### RECORDS SHOWN
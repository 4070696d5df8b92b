//! LDCad part bin group parser.
//!
//! ```text
//! [options]
//! kind=basic
//! caption=Magic Shop
//! <items>
//! 3001.dat: [color=4] [count=2]
//! ```

use std::collections::HashMap;

use crate::error::{Result, SortError};
use crate::model::PartRecord;

use super::fields::{decode_text, parse_key_value, parse_quantity, Quantity};
use super::{InputFormat, InventoryParser, ParsedInventory};

/// First line of every part bin group file.
pub(super) const OPTIONS_HEADER: &str = "[options]";

const ITEMS_MARKER: &str = "<items>";
const ITEMS_END: &str = "</items>";
const PART_SUFFIX: &str = ".dat";

/// Parser for LDCad `.pbg` group records.
#[derive(Debug, Clone, Copy, Default)]
pub struct PackedGroupParser;

impl InventoryParser for PackedGroupParser {
    fn format(&self) -> InputFormat {
        InputFormat::PackedGroup
    }

    fn parse(&self, raw: &[u8]) -> Result<ParsedInventory> {
        let format = self.format();
        let text = decode_text(raw, format)?;
        let mut lines = text
            .lines()
            .enumerate()
            .map(|(i, line)| (i + 1, line.trim()))
            .filter(|(_, line)| !line.is_empty());

        match lines.next() {
            Some((_, line)) if line.eq_ignore_ascii_case(OPTIONS_HEADER) => {}
            Some((number, line)) => {
                return Err(SortError::malformed(
                    format,
                    format!("line {}", number),
                    format!("expected {}, found '{}'", OPTIONS_HEADER, line),
                ))
            }
            None => return Err(SortError::malformed(format, "line 1", "missing [options] header")),
        }

        let mut options = HashMap::new();
        let mut last_line = 1;
        let mut in_items = false;
        for (number, line) in lines.by_ref() {
            last_line = number;
            if line.eq_ignore_ascii_case(ITEMS_MARKER) {
                in_items = true;
                break;
            }
            if is_comment(line) {
                continue;
            }
            match parse_key_value(line) {
                Some((key, value)) => {
                    options.insert(key.to_lowercase(), value.to_string());
                }
                None => {
                    return Err(SortError::malformed(
                        format,
                        format!("line {}", number),
                        format!("unrecognized option line '{}'", line),
                    ))
                }
            }
        }
        if !in_items {
            return Err(SortError::malformed(
                format,
                format!("line {}", last_line),
                "truncated input: missing <items> section",
            ));
        }
        if let Some(caption) = options.get("caption") {
            tracing::debug!("Part bin group '{}'", caption);
        }

        let mut parsed = ParsedInventory::new();
        for (number, line) in lines {
            if line.eq_ignore_ascii_case(ITEMS_END) {
                break;
            }
            if is_comment(line) {
                continue;
            }
            let location = format!("line {}", number);
            let group = parse_group_record(line)
                .map_err(|m| SortError::malformed(format, &location, m))?;
            match group.count {
                Quantity::Accepted(count) => {
                    parsed.accept(PartRecord::new(group.part, group.color, count, format))
                }
                Quantity::NonPositive(count) => parsed.reject(
                    format,
                    location,
                    format!("part {} has non-positive count {}", group.part, count),
                ),
            }
        }

        tracing::debug!("Parsed {} group record(s)", parsed.inventory.len());
        Ok(parsed)
    }
}

/// One `<part>.dat: [color=n] [count=n]` record.
#[derive(Debug, Clone, PartialEq, Eq)]
struct GroupRecord {
    part: String,
    color: String,
    count: Quantity,
}

fn is_comment(line: &str) -> bool {
    line.starts_with(';') || line.starts_with("//")
}

fn parse_group_record(line: &str) -> std::result::Result<GroupRecord, String> {
    let lower = line.to_ascii_lowercase();
    let suffix = lower
        .find(PART_SUFFIX)
        .ok_or_else(|| format!("unrecognized group header '{}'", line))?;
    let part = line[..suffix].trim();
    if part.is_empty() || part.starts_with('[') || part.starts_with('<') {
        return Err(format!("unrecognized group header '{}'", line));
    }

    let mut tags = HashMap::new();
    let mut rest = &line[suffix + PART_SUFFIX.len()..];
    while let Some(open) = rest.find('[') {
        let close = rest[open..]
            .find(']')
            .ok_or_else(|| format!("truncated group record for part {}", part))?;
        let tag = &rest[open + 1..open + close];
        if let Some((key, value)) = parse_key_value(tag) {
            tags.insert(key.to_ascii_lowercase(), value);
        }
        rest = &rest[open + close + 1..];
    }

    let color = tags
        .get("color")
        .ok_or_else(|| format!("truncated group record for part {}: missing color", part))?;
    let count = tags
        .get("count")
        .ok_or_else(|| format!("truncated group record for part {}: missing count", part))?;

    Ok(GroupRecord {
        part: part.to_string(),
        color: color.to_string(),
        count: parse_quantity(count)?,
    })
}

#[cfg(test)]
mod tests {
    use super::*;
    use pretty_assertions::assert_eq;

    const GROUP: &str = "[options]
kind=basic
caption=Set 6020-1 - Magic Shop
description=Parts in set 6020-1
sortOn=description
<items>
3001.dat: [color=4] [count=2]
3626cpr0001.dat: [color=14] [count=1]
3001.dat: [color=4] [count=1]
";

    fn parse(text: &str) -> Result<ParsedInventory> {
        PackedGroupParser.parse(text.as_bytes())
    }

    #[test]
    fn test_parse_group() {
        let parsed = parse(GROUP).unwrap();
        assert_eq!(
            parsed.inventory.records(),
            &[
                PartRecord::new("3001", "4", 3, InputFormat::PackedGroup),
                PartRecord::new("3626cpr0001", "14", 1, InputFormat::PackedGroup),
            ]
        );
    }

    #[test]
    fn test_parse_group_record() {
        let record = parse_group_record("3001.dat [color=4] [count=12]").unwrap();
        assert_eq!(record.part, "3001");
        assert_eq!(record.color, "4");
        assert_eq!(record.count, Quantity::Accepted(12));
    }

    #[test]
    fn test_missing_options_header() {
        let err = parse("<items>\n3001.dat: [color=4] [count=2]\n").unwrap_err();
        assert!(matches!(err, SortError::MalformedInput { ref location, .. } if location == "line 1"));
    }

    #[test]
    fn test_missing_items_marker_is_truncated() {
        let err = parse("[options]\nkind=basic\n").unwrap_err();
        match err {
            SortError::MalformedInput { message, .. } => assert!(message.contains("truncated")),
            other => panic!("unexpected error: {other}"),
        }
    }

    #[test]
    fn test_truncated_record() {
        let err = parse("[options]\n<items>\n3001.dat: [color=4] [cou").unwrap_err();
        assert!(matches!(err, SortError::MalformedInput { ref location, .. } if location == "line 3"));

        let err = parse("[options]\n<items>\n3001.dat: [color=4]\n").unwrap_err();
        match err {
            SortError::MalformedInput { message, .. } => assert!(message.contains("missing count")),
            other => panic!("unexpected error: {other}"),
        }
    }

    #[test]
    fn test_unrecognized_group_header() {
        let err = parse("[options]\n<items>\n[color=4] [count=2]\n").unwrap_err();
        match err {
            SortError::MalformedInput { message, .. } => {
                assert!(message.contains("unrecognized group header"))
            }
            other => panic!("unexpected error: {other}"),
        }
    }

    #[test]
    fn test_unrecognized_option_line() {
        assert!(parse("[options]\nthis is not an option\n<items>\n").is_err());
    }

    #[test]
    fn test_zero_count_rejected() {
        let parsed = parse("[options]\n<items>\n3001.dat: [color=4] [count=0]\n").unwrap();
        assert!(parsed.inventory.is_empty());
        assert_eq!(parsed.warnings.len(), 1);
    }
}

### DIRECTIONS
How many of the lines above include the word "InventoryParser"? State that number and nothing else.

### OUTPUT BELOW
2